9. The list management decisions ahead
Carlton just isn’t interested in topping up with mid-ranked players, keen to immediately move on to recontracting McKay and Tom De Koning now that the season ends.
Curnow’s new deal, revealed by News Corp, means the Blues have Cerra, Hewett, Kennedy, Weitering and Saad contracted to 2025, Williams and Walsh to 2026 and Cripps to 2027.
Docherty and Motlop (both out in 2023) will both be options for early extensions.
The Blues want to go back to the draft but have to make decisions on Liam Stocker, Ed Curnow, Lachie Fogarty and David Cuningham.
Matt Cottrell will get another deal and Lochie O’Brien has been locked in on a two-year deal.
10. Voss has talked repeatedly about adding more layers to the game plan
Throughout the season, the Blues showed they could score from a dominant stoppage game and through cohesive ball movement, but losing five games in the final six matches showed it did not always stand up under pressure.
As David King showed on Fox Footy’s The First Crack, the Blues didn’t have a fat-side winger defending hard enough deep to allow Jacob Weitering to charge at Jamie Elliott.
They are small-margin wins that can save you games.

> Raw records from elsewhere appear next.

#[cfg(test)]
mod tests {
    use super::*;

    #[test]
    fn periodic_script_counts_whole_periods() {
        let script = NetworkScript::Periodic {
            every: Duration::from_millis(400),
        };
        let events = script.events_between(Duration::ZERO, Duration::from_millis(500));
        assert_eq!(
            events,
            vec![NetworkEvent::RequestStarted, NetworkEvent::RequestFinished]
        );
        let events = script.events_between(Duration::from_millis(500), Duration::from_millis(1000));
        assert_eq!(events.len(), 2);
        assert!(script
            .events_between(Duration::from_millis(800), Duration::from_millis(1100))
            .is_empty());
    }

    #[tokio::test(start_paused = true)]
    async fn delayed_actions_fire_on_later_access() {
        let site = MockSite::blank()
            .with_app_page(vec![MockElement::new("stop", "button").matching("#stop")])
            .with_rule(MockRule::on_click(
                "stop",
                vec![MockAction::after(
                    Duration::from_millis(300),
                    MockAction::Hide("stop".into()),
                )],
            ));
        let mut browser = MockBrowser::new(site);
        browser.launch(&BrowserConfig::default()).await.unwrap();
        let tab = browser.new_tab(None).await.unwrap();
        browser.navigate(&tab, MOCK_URL).await.unwrap();
        browser.click(&tab, &Target::from("#stop")).await.unwrap();

        assert_eq!(browser.query_all(&tab, "#stop").await.unwrap().len(), 1);
        browser
            .wait_for_selector(&tab, "#stop", WaitState::Detached, Duration::from_secs(1))
            .await
            .unwrap();
        assert!(browser.query_all(&tab, "#stop").await.unwrap().is_empty());
    }

    #[tokio::test]
    async fn actions_require_launch() {
        let browser = MockBrowser::new(MockSite::blank());
        assert!(matches!(
            browser.new_tab(None).await,
            Err(AgentError::BrowserNotLaunched)
        ));
    }
}
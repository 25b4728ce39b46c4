//! Page-side scripts used by the Chrome adapter.
//!
//! Every script is a self-invoking function returning `JSON.stringify(...)`,
//! so the caller always receives a string and decodes it with `serde_json`
//! regardless of how the engine marshals objects.

use crate::core::Target;
use regex::Regex;
use std::collections::HashMap;
use std::sync::OnceLock;

const PRELUDE: &str = r#"
    const __query = (css, text) => {
        const all = Array.from(document.querySelectorAll(css));
        if (text === null) return all;
        const needle = text.toLowerCase();
        const hits = all.filter(el => (el.textContent || '').toLowerCase().includes(needle));
        return hits.filter(el => !hits.some(other => other !== el && el.contains(other)));
    };
    const __locator = (el) => {
        const parts = [];
        while (el && el.nodeType === 1 && el !== document.documentElement) {
            const parent = el.parentElement;
            const index = parent ? Array.prototype.indexOf.call(parent.children, el) + 1 : 1;
            parts.unshift(el.tagName.toLowerCase() + ':nth-child(' + index + ')');
            el = parent;
        }
        parts.unshift('html');
        return parts.join(' > ');
    };
    const __visible = (el) => {
        const rect = el.getBoundingClientRect();
        const style = window.getComputedStyle(el);
        return rect.width > 0 && rect.height > 0
            && style.visibility !== 'hidden' && style.display !== 'none';
    };
"#;

/// CSS selector plus an optional `:has-text("...")` filter, which plain
/// `querySelectorAll` does not understand.
#[derive(Debug, Clone, PartialEq, Eq)]
pub struct ElementQuery {
    pub css: String,
    pub text: Option<String>,
}

fn has_text_pattern() -> &'static Regex {
    static PATTERN: OnceLock<Regex> = OnceLock::new();
    PATTERN.get_or_init(|| {
        Regex::new(r#"^(?s)(.*?):has-text\((?:"((?:[^"\\]|\\.)*)"|'((?:[^'\\]|\\.)*)')\)$"#)
            .expect("has-text pattern is valid")
    })
}

impl ElementQuery {
    pub fn parse(selector: &str) -> Self {
        let selector = selector.trim();
        let Some(captures) = has_text_pattern().captures(selector) else {
            return Self {
                css: selector.to_string(),
                text: None,
            };
        };

        let css = captures.get(1).map_or("", |m| m.as_str()).trim();
        let text = captures
            .get(2)
            .or_else(|| captures.get(3))
            .map_or("", |m| m.as_str())
            .replace("\\\"", "\"")
            .replace("\\'", "'");

        Self {
            css: if css.is_empty() { "*".to_string() } else { css.to_string() },
            text: Some(text),
        }
    }

    pub fn from_target(target: &Target) -> Self {
        match target {
            Target::Selector(selector) => Self::parse(selector),
            Target::Element(element) => Self {
                css: element.locator.clone(),
                text: None,
            },
        }
    }

    /// Arguments for `__query` as JS literals.
    fn args(&self) -> String {
        format!("{}, {}", js_string(&self.css), js_optional(self.text.as_deref()))
    }
}

fn js_string(value: &str) -> String {
    serde_json::Value::String(value.to_string()).to_string()
}

fn js_optional(value: Option<&str>) -> String {
    value.map_or_else(|| "null".to_string(), js_string)
}

fn wrap(body: &str) -> String {
    format!("(() => {{ {PRELUDE} {body} }})()")
}

pub struct Scripts;

impl Scripts {
    /// `[{tag, locator, attributes}]` for every match in document order.
    pub fn query_all(query: &ElementQuery) -> String {
        wrap(&format!(
            r#"
            const found = __query({}).map(el => {{
                const attributes = {{}};
                for (const attr of el.attributes) attributes[attr.name] = attr.value;
                return {{ tag: el.tagName.toLowerCase(), locator: __locator(el), attributes }};
            }});
            return JSON.stringify(found);
            "#,
            query.args()
        ))
    }

    /// Structural locator of the first match, or `null`.
    pub fn locate(query: &ElementQuery) -> String {
        wrap(&format!(
            "const el = __query({})[0]; return JSON.stringify(el ? __locator(el) : null);",
            query.args()
        ))
    }

    /// `{attached, visible}` of the first match.
    pub fn element_state(query: &ElementQuery) -> String {
        wrap(&format!(
            r#"
            const el = __query({})[0];
            return JSON.stringify({{ attached: !!el, visible: !!el && __visible(el) }});
            "#,
            query.args()
        ))
    }

    pub fn attribute(query: &ElementQuery, name: &str) -> String {
        wrap(&format!(
            r#"
            const el = __query({})[0];
            if (!el) return JSON.stringify({{ found: false, value: null }});
            return JSON.stringify({{ found: true, value: el.getAttribute({}) }});
            "#,
            query.args(),
            js_string(name)
        ))
    }

    pub fn inner_html(query: &ElementQuery) -> String {
        wrap(&format!(
            "const el = __query({})[0]; return JSON.stringify(el ? el.innerHTML : null);",
            query.args()
        ))
    }

    /// Empty an input or contenteditable before typing into it.
    pub fn clear_value(query: &ElementQuery) -> String {
        wrap(&format!(
            r#"
            const el = __query({})[0];
            if (!el) return JSON.stringify(false);
            if ('value' in el) el.value = ''; else el.textContent = '';
            el.dispatchEvent(new Event('input', {{ bubbles: true }}));
            return JSON.stringify(true);
            "#,
            query.args()
        ))
    }

    pub fn page_size() -> String {
        wrap(
            r#"
            const root = document.documentElement;
            const body = document.body || root;
            return JSON.stringify({
                width: Math.max(root.scrollWidth, body.scrollWidth, root.clientWidth),
                height: Math.max(root.scrollHeight, body.scrollHeight, root.clientHeight)
            });
            "#,
        )
    }

    pub fn read_storage() -> String {
        wrap(
            r#"
            const storage = {};
            for (let i = 0; i < localStorage.length; i++) {
                const key = localStorage.key(i);
                if (key !== null) storage[key] = localStorage.getItem(key);
            }
            return JSON.stringify({ origin: window.location.origin, storage });
            "#,
        )
    }

    pub fn write_storage(entries: &HashMap<String, String>) -> String {
        let payload = serde_json::to_string(entries).unwrap_or_else(|_| "{}".to_string());
        wrap(&format!(
            r#"
            const entries = {payload};
            for (const [key, value] of Object.entries(entries)) localStorage.setItem(key, value);
            return JSON.stringify(Object.keys(entries).length);
            "#
        ))
    }
}

#[cfg(test)]
mod tests {
    use super::*;
    use crate::core::ElementRef;

    #[test]
    fn plain_selector_has_no_text_filter() {
        let query = ElementQuery::parse("button[role=\"switch\"]");
        assert_eq!(query.css, "button[role=\"switch\"]");
        assert_eq!(query.text, None);
    }

    #[test]
    fn has_text_suffix_is_split_off() {
        let query = ElementQuery::parse(r#".continue-btn:has-text("Continue")"#);
        assert_eq!(query.css, ".continue-btn");
        assert_eq!(query.text.as_deref(), Some("Continue"));

        let query = ElementQuery::parse(r#":has-text('Say "hi"')"#);
        assert_eq!(query.css, "*");
        assert_eq!(query.text.as_deref(), Some("Say \"hi\""));
    }

    #[test]
    fn escaped_quotes_in_label_survive() {
        let query = ElementQuery::parse(r#"div:has-text("a \"quoted\" model")"#);
        assert_eq!(query.text.as_deref(), Some("a \"quoted\" model"));
    }

    #[test]
    fn resolved_elements_query_by_locator() {
        let element = ElementRef::new("button", "html > body:nth-child(2) > button:nth-child(1)");
        let query = ElementQuery::from_target(&Target::Element(element));
        assert_eq!(query.css, "html > body:nth-child(2) > button:nth-child(1)");
        assert!(query.text.is_none());
    }

    #[test]
    fn selector_literals_are_escaped() {
        let script = Scripts::locate(&ElementQuery::parse(r#"textarea[placeholder="Message"]"#));
        assert!(script.contains(r#"__query("textarea[placeholder=\"Message\"]", null)"#));
    }

    #[test]
    fn storage_payload_is_embedded_as_json() {
        let mut entries = HashMap::new();
        entries.insert("token".to_string(), "it's \"x\"".to_string());
        let script = Scripts::write_storage(&entries);
        assert!(script.contains(r#"{"token":"it's \"x\""}"#));
    }
}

11. Heard anything from president Luke Sayers this year? Not a peep
It is just another example of the stability in administration with a strong chief executive, a board that is not eating its own and a strong football boss in Brad Lloyd.
Voss has stayed resolute in the moments of crisis, is beloved by the fans and will drive improvement over the summer.
It won’t stop anyone from feeling a sick feeling deep in the pit of their stomach across the entire summer, but it will give fans hope this is a platform to build instead of another false dawn.